|
When Alice
fell down the rabbit hole she landed in a topsy-turvy world where
familiar sights were skewed out of shape, comforting characters became
slightly alarming, and Victorian platitudes were gently mocked.
Neil Gaiman, a popular author of modern fantasy,
goes further than Lewis Carroll in his book “Coraline,” which won the
2003 Hugo Award for best novella, the 2003 Nebula Award ditto, and the
2002 Bram Stoker Award for best work for young readers.
Now Henry Selick, whose work you know from “The
Nightmare Before Christmas” and “James and the Giant Peach,” has turned
“Coraline” into a funny and elegant and scary animated feature that
should become an instant classic.
We should note that the “scary” part really is: this
is not the Disney “Alice” of your grandparents' day. There are images
and concepts here that could frighten little kids, but in a much
healthier way than the slasher flicks I see thoughtless people taking
four-year-olds to these days.
Coraline is a bright and funny 11-year-old whose
parents are too busy to pay any attention to her, and we all know what
happens when such kids are left to their own devices. They've just
moved into a spooky old Victorian mansion that's been cut up into
spooky Victorian flats in an Oregon town that's obviously Ashland,
because there's a Shakespeare festival, and the local kids yell lines
from “Richard III” in their street games.

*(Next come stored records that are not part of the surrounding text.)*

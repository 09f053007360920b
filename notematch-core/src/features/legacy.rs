//! Legacy vector schemas (7-, 8- and 18-dimension) and their conversion to
//! the current 12-dimension layout.
//!
//! The index tables below are literal best-effort mappings carried over from
//! the older schemas. They have never been validated against historical data;
//! treat converted anchors as approximations. Target dimensions with no source
//! take the neutral default.

use serde::{Deserialize, Serialize};

use crate::error::VectorError;
use crate::features::vector::{FeatureVector, FEATURE_DIM, NEUTRAL};

/// Schema version of a stored vector, identified by its length.
#[derive(Debug, Clone, Copy, PartialEq, Eq, Serialize, Deserialize)]
#[serde(rename_all = "snake_case")]
pub enum LegacyFormat {
    /// trend dir, trend strength, macd hist, rsi, bb %B, body ratio, session
    Dim7,
    /// trend dir, trend strength, macd hist, macd cross, rsi, rsi zone, bb %B, candle dir
    Dim8,
    /// Current layout.
    Dim12,
    /// Expanded schema with wicks, volume, stochastics and ATR.
    Dim18,
}

/// Source index in the legacy vector for each of the 12 current dimensions.
type IndexMap = [Option<usize>; FEATURE_DIM];

const MAP_7: IndexMap = [
    Some(0), // trend direction
    Some(1), // trend strength
    None,    // trend alignment
    Some(2), // macd momentum
    None,    // macd cross
    Some(3), // rsi level
    None,    // rsi zone
    Some(4), // bb %B
    None,    // bb bandwidth
    Some(5), // candle body
    None,    // candle direction
    Some(6), // session
];

const MAP_8: IndexMap = [
    Some(0),
    Some(1),
    None,
    Some(2),
    Some(3),
    Some(4),
    Some(5),
    Some(6),
    None,
    None,
    Some(7),
    None,
];

// 18-D: 0 dir, 1 strength, 2 alignment, 3 macd hist, 4 macd cross, 5 macd line,
// 6 rsi, 7 rsi zone, 8 stoch, 9 bb %B, 10 bandwidth, 11 atr, 12 body,
// 13 candle dir, 14 upper wick, 15 lower wick, 16 volume, 17 session
const MAP_18: IndexMap = [
    Some(0),
    Some(1),
    Some(2),
    Some(3),
    Some(4),
    Some(6),
    Some(7),
    Some(9),
    Some(10),
    Some(12),
    Some(13),
    Some(17),
];

impl LegacyFormat {
    pub fn from_len(len: usize) -> Result<Self, VectorError> {
        match len {
            7 => Ok(LegacyFormat::Dim7),
            8 => Ok(LegacyFormat::Dim8),
            12 => Ok(LegacyFormat::Dim12),
            18 => Ok(LegacyFormat::Dim18),
            _ => Err(VectorError::InvalidVectorDimension { len }),
        }
    }

    pub fn dimension(self) -> usize {
        match self {
            LegacyFormat::Dim7 => 7,
            LegacyFormat::Dim8 => 8,
            LegacyFormat::Dim12 => 12,
            LegacyFormat::Dim18 => 18,
        }
    }

    fn index_map(self) -> IndexMap {
        match self {
            LegacyFormat::Dim7 => MAP_7,
            LegacyFormat::Dim8 => MAP_8,
            LegacyFormat::Dim12 => std::array::from_fn(Some),
            LegacyFormat::Dim18 => MAP_18,
        }
    }
}

/// Convert a stored vector of length 7, 8, 12 or 18 to the current layout.
///
/// Any other length is `InvalidVectorDimension`. Non-finite source values
/// become the neutral default of their target dimension.
pub fn convert_legacy_vector(values: &[f64]) -> Result<FeatureVector, VectorError> {
    let format = LegacyFormat::from_len(values.len())?;
    let map = format.index_map();
    let mut out = NEUTRAL;
    for (target, source) in map.iter().enumerate() {
        if let Some(src) = source {
            out[target] = values[*src];
        }
    }
    Ok(FeatureVector::from_components(out))
}

#[cfg(test)]
mod tests {
    use super::*;
    use crate::features::vector::dim;

    fn ramp(len: usize) -> Vec<f64> {
        (0..len).map(|i| i as f64 / 100.0).collect()
    }

    #[test]
    fn every_legacy_length_yields_twelve_dims() {
        for len in [7, 8, 12, 18] {
            let v = convert_legacy_vector(&ramp(len)).unwrap();
            assert_eq!(v.as_slice().len(), FEATURE_DIM, "len {len}");
        }
    }

    #[test]
    fn other_lengths_are_rejected() {
        for len in [0, 1, 6, 9, 11, 13, 17, 19, 24] {
            assert_eq!(
                convert_legacy_vector(&ramp(len)),
                Err(VectorError::InvalidVectorDimension { len }),
            );
        }
    }

    #[test]
    fn twelve_is_identity() {
        let raw = ramp(12);
        let v = convert_legacy_vector(&raw).unwrap();
        assert_eq!(v.as_slice(), raw.as_slice());
    }

    #[test]
    fn seven_dim_mapping() {
        let v = convert_legacy_vector(&ramp(7)).unwrap();
        assert_eq!(v[dim::TREND_DIRECTION], 0.0);
        assert_eq!(v[dim::MACD_MOMENTUM], 0.02);
        assert_eq!(v[dim::RSI_LEVEL], 0.03);
        assert_eq!(v[dim::SESSION], 0.06);
        assert_eq!(v[dim::TREND_ALIGNMENT], NEUTRAL[dim::TREND_ALIGNMENT]);
        assert_eq!(v[dim::CANDLE_DIRECTION], NEUTRAL[dim::CANDLE_DIRECTION]);
    }

    #[test]
    fn eighteen_dim_mapping() {
        let v = convert_legacy_vector(&ramp(18)).unwrap();
        assert_eq!(v[dim::RSI_LEVEL], 0.06);
        assert_eq!(v[dim::CANDLE_BODY], 0.12);
        assert_eq!(v[dim::SESSION], 0.17);
    }

    #[test]
    fn non_finite_legacy_values_become_neutral() {
        let mut raw = ramp(8);
        raw[4] = f64::NAN; // rsi
        let v = convert_legacy_vector(&raw).unwrap();
        assert_eq!(v[dim::RSI_LEVEL], NEUTRAL[dim::RSI_LEVEL]);
    }

    #[test]
    fn format_lengths_round_trip() {
        for format in [
            LegacyFormat::Dim7,
            LegacyFormat::Dim8,
            LegacyFormat::Dim12,
            LegacyFormat::Dim18,
        ] {
            assert_eq!(LegacyFormat::from_len(format.dimension()), Ok(format));
        }
    }
}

It rains a lot, being Oregon, but Coraline just puts
on her slicker and boots and Greek fisherman's cap and takes it in
stride. That's how she meets Wybie, a local loner kid, and his really
scrawny cat. (These are characters that Selick invented, he said, so
Caroline wouldn't have to spend the whole movie talking out loud to
herself.)
Very much like Alice, Coraline discovers a small
door behind the living-room wallpaper, which appears to be blocked by a
brick wall until a strange jumping mouse leads her back to it after
bedtime, when she finds that it opens onto a pulsating, glowing tunnel.
Being our heroine she immediately crawls through it and finds herself
in an exact replica of her own world, except her doppelganger parents
are attentive and amusing, and just love her to pieces. The only
disturbing note is that all the creatures in the Other world, including
the Other Mother and the Other Father, have buttons sewn over the
sockets where their eyes should be. They tell Caroline that she can
live there forever and have fun if she'll just let them sew buttons
over HER eyes, and welcome to the troubling world of Neil Gaiman.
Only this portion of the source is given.